Traditional task of iterating trough key set of std::map
led me to another mess which seems not to be disscused here yet.
In short, this code does not compile (C++11 is heavily used):
typedef std::pair<int, int> Pair;
vector<Pair> v {Pair(1,2), Pair(2,3)};
using namespace std::placeholders;
auto choose_first = std::bind(&Pair::first, _1);
boost::make_transform_iterator(v.begin(), choose_first);
Error message is as follows.
no type named 'result_type' in 'struct std::_Bind<std::_Mem_fn<int std::pair<int, int>::*>(std::_Placeholder<1>)>'
At the same time, changing std::bind
to boost::bind
fixes the problem. But there is a code convention in my project that we use std::bind
only.
Any suggestions what to do with this? (Should I write bugreport to the Boost team?)

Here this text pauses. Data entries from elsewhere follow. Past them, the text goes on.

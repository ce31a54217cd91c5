//! Theia CLI — train, evaluate and inspect image classifiers.

mod commands;

use clap::Parser;
use std::path::PathBuf;
use tracing_subscriber::layer::SubscriberExt;
use tracing_subscriber::util::SubscriberInitExt;
use tracing_subscriber::{EnvFilter, Layer};

/// Theia: image-classifier training with checkpoints and run tracking
#[derive(Parser, Debug)]
#[command(name = "theia", version, about, long_about = None)]
struct Cli {
    /// Workspace directory (searched for theia.toml)
    #[arg(short, long, default_value = ".")]
    workspace: PathBuf,

    /// Configuration file path (TOML, or JSON with a .json extension)
    #[arg(short, long)]
    config: Option<PathBuf>,

    /// Increase verbosity (-v, -vv)
    #[arg(short, long, action = clap::ArgAction::Count)]
    verbose: u8,

    /// Only log errors
    #[arg(short, long)]
    quiet: bool,

    #[command(subcommand)]
    command: Commands,
}

#[derive(clap::Subcommand, Debug)]
enum Commands {
    /// Train on MNIST, validating on the test split, then save the weights
    Train(TrainArgs),
    /// Report loss and metrics of saved weights on the MNIST test split
    Evaluate {
        #[arg(long)]
        id: String,
        #[arg(short, long)]
        data_dir: PathBuf,
        #[arg(long)]
        limit: Option<usize>,
    },
    /// Print the predicted class of every image in an IDX file
    Predict {
        #[arg(long)]
        id: String,
        /// IDX image file, e.g. t10k-images-idx3-ubyte
        #[arg(long)]
        images: PathBuf,
        #[arg(long)]
        limit: Option<usize>,
        #[arg(long)]
        batch_size: Option<usize>,
    },
    /// List the checkpoints kept for a run
    Checkpoints {
        #[arg(long)]
        id: String,
    },
    /// List tracked runs of the configured model
    Runs,
    /// Manage configuration
    Config {
        #[command(subcommand)]
        action: ConfigAction,
    },
}

#[derive(clap::Args, Debug)]
struct TrainArgs {
    /// Directory holding the MNIST IDX files
    #[arg(short, long)]
    data_dir: PathBuf,
    /// Run id; reuse one to resume from its checkpoints
    #[arg(long)]
    id: Option<String>,
    #[arg(long)]
    epochs: Option<usize>,
    #[arg(long)]
    batch_size: Option<usize>,
    /// Print epoch logs instead of writing them to the run store
    #[arg(long)]
    no_tracking: bool,
    /// Disable per-epoch checkpoints
    #[arg(long)]
    no_checkpoint: bool,
    /// Also keep the best epoch's weights by validation loss
    #[arg(long)]
    keep_best: bool,
    /// Use only the first N samples of each split
    #[arg(long)]
    limit: Option<usize>,
    /// Root directory for the saved weights
    #[arg(long)]
    save_dir: Option<PathBuf>,
    /// Hide the progress bar
    #[arg(long)]
    no_progress: bool,
}

#[derive(clap::Subcommand, Debug)]
enum ConfigAction {
    /// Write the default configuration to theia.toml in the workspace
    Init,
    /// Print the resolved configuration
    Show,
}

fn main() -> anyhow::Result<()> {
    // Load .env file if present
    let _ = dotenvy::dotenv();

    let cli = Cli::parse();

    let filter = match cli.verbose {
        0 if cli.quiet => "error",
        0 => "warn",
        1 => "info",
        _ => "debug",
    };

    let stderr_layer = tracing_subscriber::fmt::layer()
        .with_target(false)
        .with_writer(std::io::stderr)
        .with_filter(EnvFilter::new(filter));

    let log_dir = directories::ProjectDirs::from("dev", "theia", "theia")
        .map(|d| d.data_dir().join("logs"))
        .unwrap_or_else(|| PathBuf::from("."));
    let _ = std::fs::create_dir_all(&log_dir);
    let file_appender = tracing_appender::rolling::daily(&log_dir, "theia.log");
    let (non_blocking, _guard) = tracing_appender::non_blocking(file_appender);
    let json_layer = tracing_subscriber::fmt::layer()
        .json()
        .with_writer(non_blocking)
        .with_filter(EnvFilter::new("debug"));

    tracing_subscriber::registry()
        .with(stderr_layer)
        .with(json_layer)
        .init();

    let workspace = cli
        .workspace
        .canonicalize()
        .unwrap_or_else(|_| cli.workspace.clone());

    commands::handle_command(cli.command, &workspace, cli.config.as_deref())
}
//! # Theia Core
//!
//! Configuration, run identifiers, persistence helpers and console styling
//! shared by the training library and the `theia` binary.

pub mod config;
pub mod console;
pub mod error;
pub mod persistence;
pub mod run_id;

// Re-export commonly used types at the crate root.
pub use config::{
    Activation, CallbackConfig, CheckpointState, ConfigOverrides, LayerConfig, LossKind,
    MetricKind, OptimizerConfig, TheiaConfig, load_config,
};
pub use error::{ConfigError, CoreError, Result};
pub use run_id::RunId;
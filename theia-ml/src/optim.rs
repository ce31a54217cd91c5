//! Optimizers with exportable state.
//!
//! candle's built-in optimizers keep their moment estimates private, so a
//! checkpoint could only ever capture the weights. These implementations
//! keep every slot in a named `Var` and can hand the slots to the
//! checkpoint manager and take them back on restore.

use crate::error::{MlError, Result};
use candle_core::backprop::GradStore;
use candle_core::{Tensor, Var};
use candle_nn::{Optimizer, VarMap};
use std::collections::HashMap;
use theia_core::OptimizerConfig;

/// Snapshot of an optimizer's mutable state.
#[derive(Debug, Clone)]
pub struct OptimizerState {
    /// `"adam"` or `"sgd"`.
    pub kind: String,
    /// Number of updates applied so far.
    pub step: usize,
    /// Slot tensors keyed `<slot>.<variable name>`.
    pub slots: HashMap<String, Tensor>,
}

/// Variables of a `VarMap`, sorted by name.
pub fn named_vars(varmap: &VarMap) -> Result<Vec<(String, Var)>> {
    let data = varmap
        .data()
        .lock()
        .map_err(|_| MlError::training("variable store lock poisoned"))?;
    let mut vars: Vec<_> = data
        .iter()
        .map(|(name, var)| (name.clone(), var.clone()))
        .collect();
    vars.sort_by(|a, b| a.0.cmp(&b.0));
    Ok(vars)
}

fn positional_names(vars: Vec<Var>) -> Vec<(String, Var)> {
    vars.into_iter()
        .enumerate()
        .map(|(index, var)| (format!("param_{index}"), var))
        .collect()
}

fn restore_slot(slots: &HashMap<String, Tensor>, key: &str, target: &Var) -> Result<()> {
    let tensor = slots
        .get(key)
        .ok_or_else(|| MlError::checkpoint(format!("optimizer slot '{key}' missing")))?;
    if tensor.shape() != target.shape() {
        return Err(MlError::checkpoint(format!(
            "optimizer slot '{key}' has shape {:?}, expected {:?}",
            tensor.dims(),
            target.dims()
        )));
    }
    target.set(&tensor.to_device(target.device())?.to_dtype(target.dtype())?)?;
    Ok(())
}

/// Adam hyperparameters.
#[derive(Debug, Clone, Copy, PartialEq)]
pub struct AdamParams {
    pub learning_rate: f64,
    pub beta_1: f64,
    pub beta_2: f64,
    pub epsilon: f64,
}

impl Default for AdamParams {
    fn default() -> Self {
        Self {
            learning_rate: 0.001,
            beta_1: 0.9,
            beta_2: 0.999,
            epsilon: 1e-7,
        }
    }
}

struct AdamSlot {
    name: String,
    var: Var,
    m: Var,
    v: Var,
}

/// Adam with bias-corrected first and second moments.
pub struct Adam {
    slots: Vec<AdamSlot>,
    params: AdamParams,
    step: usize,
}

impl Adam {
    pub fn from_named(vars: Vec<(String, Var)>, params: AdamParams) -> candle_core::Result<Self> {
        let slots = vars
            .into_iter()
            .map(|(name, var)| {
                let m = Var::zeros(var.shape(), var.dtype(), var.device())?;
                let v = Var::zeros(var.shape(), var.dtype(), var.device())?;
                Ok(AdamSlot { name, var, m, v })
            })
            .collect::<candle_core::Result<Vec<_>>>()?;
        Ok(Self {
            slots,
            params,
            step: 0,
        })
    }

    pub fn params(&self) -> &AdamParams {
        &self.params
    }

    fn state(&self) -> Result<OptimizerState> {
        let mut slots = HashMap::new();
        for slot in &self.slots {
            slots.insert(format!("m.{}", slot.name), slot.m.as_tensor().copy()?);
            slots.insert(format!("v.{}", slot.name), slot.v.as_tensor().copy()?);
        }
        Ok(OptimizerState {
            kind: "adam".to_string(),
            step: self.step,
            slots,
        })
    }

    fn load_state(&mut self, state: &OptimizerState) -> Result<()> {
        for slot in &self.slots {
            restore_slot(&state.slots, &format!("m.{}", slot.name), &slot.m)?;
            restore_slot(&state.slots, &format!("v.{}", slot.name), &slot.v)?;
        }
        self.step = state.step;
        Ok(())
    }
}

impl Optimizer for Adam {
    type Config = AdamParams;

    fn new(vars: Vec<Var>, params: AdamParams) -> candle_core::Result<Self> {
        Self::from_named(positional_names(vars), params)
    }

    fn step(&mut self, grads: &GradStore) -> candle_core::Result<()> {
        self.step += 1;
        let AdamParams {
            learning_rate,
            beta_1,
            beta_2,
            epsilon,
        } = self.params;
        let t = self.step as f64;
        let bias_1 = 1.0 - beta_1.powf(t);
        let bias_2 = 1.0 - beta_2.powf(t);

        for slot in &self.slots {
            let theta = &slot.var;
            if let Some(g) = grads.get(theta) {
                let next_m = ((slot.m.as_tensor() * beta_1)? + (g * (1.0 - beta_1))?)?;
                let next_v = ((slot.v.as_tensor() * beta_2)? + (g.sqr()? * (1.0 - beta_2))?)?;
                let m_hat = (&next_m / bias_1)?;
                let v_hat = (&next_v / bias_2)?;
                let delta = ((m_hat * learning_rate)? / (v_hat.sqrt()? + epsilon)?)?;
                theta.set(&theta.sub(&delta)?)?;
                slot.m.set(&next_m)?;
                slot.v.set(&next_v)?;
            }
        }
        Ok(())
    }

    fn learning_rate(&self) -> f64 {
        self.params.learning_rate
    }

    fn set_learning_rate(&mut self, lr: f64) {
        self.params.learning_rate = lr;
    }
}

/// SGD hyperparameters.
#[derive(Debug, Clone, Copy, PartialEq)]
pub struct SgdParams {
    pub learning_rate: f64,
    pub momentum: f64,
    pub nesterov: bool,
}

struct SgdSlot {
    name: String,
    var: Var,
    velocity: Option<Var>,
}

/// Stochastic gradient descent with optional (Nesterov) momentum.
pub struct Sgd {
    slots: Vec<SgdSlot>,
    params: SgdParams,
    step: usize,
}

impl Sgd {
    pub fn from_named(vars: Vec<(String, Var)>, params: SgdParams) -> candle_core::Result<Self> {
        let slots = vars
            .into_iter()
            .map(|(name, var)| {
                let velocity = if params.momentum > 0.0 {
                    Some(Var::zeros(var.shape(), var.dtype(), var.device())?)
                } else {
                    None
                };
                Ok(SgdSlot {
                    name,
                    var,
                    velocity,
                })
            })
            .collect::<candle_core::Result<Vec<_>>>()?;
        Ok(Self {
            slots,
            params,
            step: 0,
        })
    }

    fn state(&self) -> Result<OptimizerState> {
        let mut slots = HashMap::new();
        for slot in &self.slots {
            if let Some(velocity) = &slot.velocity {
                slots.insert(
                    format!("momentum.{}", slot.name),
                    velocity.as_tensor().copy()?,
                );
            }
        }
        Ok(OptimizerState {
            kind: "sgd".to_string(),
            step: self.step,
            slots,
        })
    }

    fn load_state(&mut self, state: &OptimizerState) -> Result<()> {
        for slot in &self.slots {
            if let Some(velocity) = &slot.velocity {
                restore_slot(&state.slots, &format!("momentum.{}", slot.name), velocity)?;
            }
        }
        self.step = state.step;
        Ok(())
    }
}

impl Optimizer for Sgd {
    type Config = SgdParams;

    fn new(vars: Vec<Var>, params: SgdParams) -> candle_core::Result<Self> {
        Self::from_named(positional_names(vars), params)
    }

    fn step(&mut self, grads: &GradStore) -> candle_core::Result<()> {
        self.step += 1;
        let SgdParams {
            learning_rate,
            momentum,
            nesterov,
        } = self.params;

        for slot in &self.slots {
            let theta = &slot.var;
            let Some(g) = grads.get(theta) else {
                continue;
            };
            match &slot.velocity {
                None => theta.set(&theta.sub(&(g * learning_rate)?)?)?,
                Some(velocity) => {
                    // velocity = momentum * velocity - lr * g
                    let next = ((velocity.as_tensor() * momentum)? - (g * learning_rate)?)?;
                    let update = if nesterov {
                        ((&next * momentum)? - (g * learning_rate)?)?
                    } else {
                        next.clone()
                    };
                    theta.set(&theta.add(&update)?)?;
                    velocity.set(&next)?;
                }
            }
        }
        Ok(())
    }

    fn learning_rate(&self) -> f64 {
        self.params.learning_rate
    }

    fn set_learning_rate(&mut self, lr: f64) {
        self.params.learning_rate = lr;
    }
}

/// The optimizer selected in the configuration.
pub enum TrainableOptimizer {
    Adam(Adam),
    Sgd(Sgd),
}

impl TrainableOptimizer {
    /// Build the configured optimizer over every variable in `varmap`.
    pub fn from_config(config: &OptimizerConfig, varmap: &VarMap) -> Result<Self> {
        let vars = named_vars(varmap)?;
        let optimizer = match *config {
            OptimizerConfig::Adam {
                learning_rate,
                beta_1,
                beta_2,
                epsilon,
            } => Self::Adam(Adam::from_named(
                vars,
                AdamParams {
                    learning_rate,
                    beta_1,
                    beta_2,
                    epsilon,
                },
            )?),
            OptimizerConfig::Sgd {
                learning_rate,
                momentum,
                nesterov,
            } => Self::Sgd(Sgd::from_named(
                vars,
                SgdParams {
                    learning_rate,
                    momentum,
                    nesterov,
                },
            )?),
        };
        Ok(optimizer)
    }

    pub fn name(&self) -> &'static str {
        match self {
            Self::Adam(_) => "adam",
            Self::Sgd(_) => "sgd",
        }
    }

    /// Compute gradients of `loss` and apply them.
    pub fn backward_step(&mut self, loss: &Tensor) -> Result<()> {
        match self {
            Self::Adam(opt) => opt.backward_step(loss)?,
            Self::Sgd(opt) => opt.backward_step(loss)?,
        }
        Ok(())
    }

    pub fn learning_rate(&self) -> f64 {
        match self {
            Self::Adam(opt) => opt.learning_rate(),
            Self::Sgd(opt) => opt.learning_rate(),
        }
    }

    /// Updates applied so far.
    pub fn iterations(&self) -> usize {
        match self {
            Self::Adam(opt) => opt.step,
            Self::Sgd(opt) => opt.step,
        }
    }

    pub fn state(&self) -> Result<OptimizerState> {
        match self {
            Self::Adam(opt) => opt.state(),
            Self::Sgd(opt) => opt.state(),
        }
    }

    pub fn load_state(&mut self, state: &OptimizerState) -> Result<()> {
        if state.kind != self.name() {
            return Err(MlError::checkpoint(format!(
                "checkpoint holds {} optimizer state but the run uses {}",
                state.kind,
                self.name()
            )));
        }
        match self {
            Self::Adam(opt) => opt.load_state(state),
            Self::Sgd(opt) => opt.load_state(state),
        }
    }
}
//! Experiment tracking.
//!
//! Runs are grouped by project (the model name) and keyed by run id. The
//! local store keeps one directory per run:
//!
//! ```text
//! <root>/<project>/<run_id>/run.json       run metadata and status
//! <root>/<project>/<run_id>/metrics.jsonl  one line per logged step
//! ```

use crate::callbacks::Logs;
use crate::error::{MlError, Result};
use chrono::{DateTime, Utc};
use serde::{Deserialize, Serialize};
use std::collections::BTreeMap;
use std::path::{Path, PathBuf};
use theia_core::persistence::{append_json_line, atomic_write_json, load_json, read_json_lines};
use theia_core::{RunId, TheiaConfig};

const RUN_FILE: &str = "run.json";
const METRICS_FILE: &str = "metrics.jsonl";

/// Lifecycle of a tracked run.
#[derive(Debug, Clone, Copy, PartialEq, Eq, Serialize, Deserialize)]
#[serde(rename_all = "snake_case")]
pub enum TrainingStatus {
    Running,
    Completed,
    Stopped,
    Failed,
}

/// What to do when the run directory already exists.
#[derive(Debug, Clone, Copy, PartialEq, Eq)]
pub enum Resume {
    /// Reopen the existing run and keep appending to it.
    Allow,
    /// Refuse to touch an existing run.
    Never,
    /// Always start a new run. A taken id gets a random suffix.
    Fresh,
}

/// Metadata of a tracked run.
#[derive(Debug, Clone, Serialize, Deserialize)]
pub struct RunRecord {
    pub project: String,
    pub run_id: String,
    pub status: TrainingStatus,
    pub config: serde_json::Value,
    pub created_at: DateTime<Utc>,
    pub updated_at: DateTime<Utc>,
    /// Times the run was reopened after its first start.
    pub resume_count: usize,
    pub last_step: Option<usize>,
}

/// One logged row of `metrics.jsonl`.
#[derive(Debug, Clone, PartialEq, Serialize, Deserialize)]
pub struct MetricRow {
    pub step: usize,
    pub timestamp: DateTime<Utc>,
    pub metrics: BTreeMap<String, f64>,
}

/// Sink for per-step metrics of one run.
pub trait Tracker: Send {
    fn run_id(&self) -> &str;

    fn log(&mut self, step: usize, logs: &Logs) -> Result<()>;

    fn finish(&mut self, status: TrainingStatus) -> Result<()>;

    /// Last step logged to this run, including earlier sessions.
    fn last_step(&self) -> Option<usize>;
}

/// Tracker backed by files under a local directory.
pub struct LocalTracker {
    run_dir: PathBuf,
    record: RunRecord,
}

impl LocalTracker {
    pub fn init(
        root: &Path,
        project: &str,
        run_id: &RunId,
        resume: Resume,
        config: &TheiaConfig,
    ) -> Result<Self> {
        let mut run_dir = root.join(project).join(run_id);
        let mut run_id = run_id.clone();
        if resume == Resume::Fresh && run_dir.join(RUN_FILE).exists() {
            let fresh = run_id.with_random_suffix();
            tracing::info!(project, taken = %run_id, run_id = %fresh, "Tracked run exists, starting a new one");
            run_dir = root.join(project).join(&fresh);
            run_id = fresh;
        }
        let run_file = run_dir.join(RUN_FILE);
        let now = Utc::now();

        let record = match load_json::<RunRecord>(&run_file)? {
            Some(_) if resume != Resume::Allow => {
                return Err(MlError::AlreadyExists(format!(
                    "tracked run {project}/{run_id}"
                )));
            }
            Some(mut existing) => {
                existing.status = TrainingStatus::Running;
                existing.resume_count += 1;
                existing.updated_at = now;
                existing.config = serde_json::to_value(config)?;
                tracing::info!(project, run_id = %run_id, resume_count = existing.resume_count, "Resuming tracked run");
                existing
            }
            None => RunRecord {
                project: project.to_string(),
                run_id: run_id.to_string(),
                status: TrainingStatus::Running,
                config: serde_json::to_value(config)?,
                created_at: now,
                updated_at: now,
                resume_count: 0,
                last_step: None,
            },
        };

        atomic_write_json(&run_file, &record)?;
        Ok(Self { run_dir, record })
    }

    pub fn run_dir(&self) -> &Path {
        &self.run_dir
    }

    pub fn record(&self) -> &RunRecord {
        &self.record
    }

    /// Every row logged to this run so far, including earlier sessions.
    pub fn history(&self) -> Result<Vec<MetricRow>> {
        Ok(read_json_lines(&self.run_dir.join(METRICS_FILE))?)
    }
}

impl Tracker for LocalTracker {
    fn run_id(&self) -> &str {
        &self.record.run_id
    }

    fn log(&mut self, step: usize, logs: &Logs) -> Result<()> {
        let mut metrics = BTreeMap::new();
        for (name, value) in logs {
            // JSON has no NaN or infinity.
            if value.is_finite() {
                metrics.insert(name.clone(), *value);
            } else {
                tracing::debug!(metric = %name, %value, "Skipping non-finite metric");
            }
        }
        let row = MetricRow {
            step,
            timestamp: Utc::now(),
            metrics,
        };
        append_json_line(&self.run_dir.join(METRICS_FILE), &row)?;

        self.record.last_step = Some(step);
        self.record.updated_at = row.timestamp;
        atomic_write_json(&self.run_dir.join(RUN_FILE), &self.record)?;
        Ok(())
    }

    fn finish(&mut self, status: TrainingStatus) -> Result<()> {
        self.record.status = status;
        self.record.updated_at = Utc::now();
        atomic_write_json(&self.run_dir.join(RUN_FILE), &self.record)?;
        tracing::info!(run_id = %self.record.run_id, ?status, "Tracked run finished");
        Ok(())
    }

    fn last_step(&self) -> Option<usize> {
        self.record.last_step
    }
}

/// All runs recorded for `project`, oldest first.
pub fn list_runs(root: &Path, project: &str) -> Result<Vec<RunRecord>> {
    let project_dir = root.join(project);
    if !project_dir.exists() {
        return Ok(Vec::new());
    }

    let mut runs = Vec::new();
    for entry in std::fs::read_dir(&project_dir)? {
        let entry = entry?;
        if !entry.file_type()?.is_dir() {
            continue;
        }
        if let Some(record) = load_json::<RunRecord>(&entry.path().join(RUN_FILE))? {
            runs.push(record);
        }
    }
    runs.sort_by_key(|run| run.created_at);
    Ok(runs)
}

There are better ways to iterate over the keys of a std::map
(or any container whose value_type
is pair<T,U>
), namely Boost.Range's map_keys
adaptor (there's also a map_values
one):
#include <boost/range/adaptor/map.hpp>
#include <utility>
#include <vector>
#include <iostream>
int main(){
typedef std::pair<int, int> Pair;
std::vector<Pair> v {Pair(1,2), Pair(2,3)};
for(auto& first : v | boost::adaptors::map_keys){
std::cout << first << " ";
}
}
But back to your problem: All Boost libraries use the Boost.Utility function result_of
, which won't fall back to std::result_of
for whatever reason, and also won't use decltype
if it's available without you telling it to. You do so by putting #define BOOST_RESULT_OF_USE_DECLTYPE
before the first Boost include.
That, however, still didn't make your code compile with Clang 3.1 SVN + libc++. Here's the code I used:
#define BOOST_RESULT_OF_USE_DECLTYPE
#include <boost/iterator/transform_iterator.hpp>
#include <utility>
#include <vector>
#include <functional>
int main(){
typedef std::pair<int, int> Pair;
std::vector<Pair> v {Pair(1,2), Pair(2,3)};
using namespace std::placeholders;
auto choose_first = std::bind(&Pair::first, _1);
boost::make_transform_iterator(v.begin(), choose_first);
}
Compiled with:
clang++ -std=c++0x -stdlib=libc++ -Wall -pedantic -Ipath/to/boost -Wno-mismatched-tags t.cpp
GCC 4.7 seems to accept this just fine, so I guess it's a bug in libc++.
It seems you need to define BOOST_RESULT_OF_USE_DECLTYPE before including the boost library to actually use the C++11 method to get the result type, instead of relying on the legacy result_type
member. This compiles fine on g++ 4.6 and 4.8:
#define BOOST_RESULT_OF_USE_DECLTYPE
// ^
#include <vector>
#include <boost/iterator/transform_iterator.hpp>
#include <functional>
int main()
{
typedef std::pair<int, int> Pair;
std::vector<Pair> v {Pair(1,2), Pair(2,3)};
using namespace std::placeholders;
auto choose_first = std::bind(&Pair::first, _1);
boost::make_transform_iterator(v.begin(), choose_first);
}
See the discussion thread http://lists.boost.org/boost-users/2012/01/72856.php to know why it is not enabled by default.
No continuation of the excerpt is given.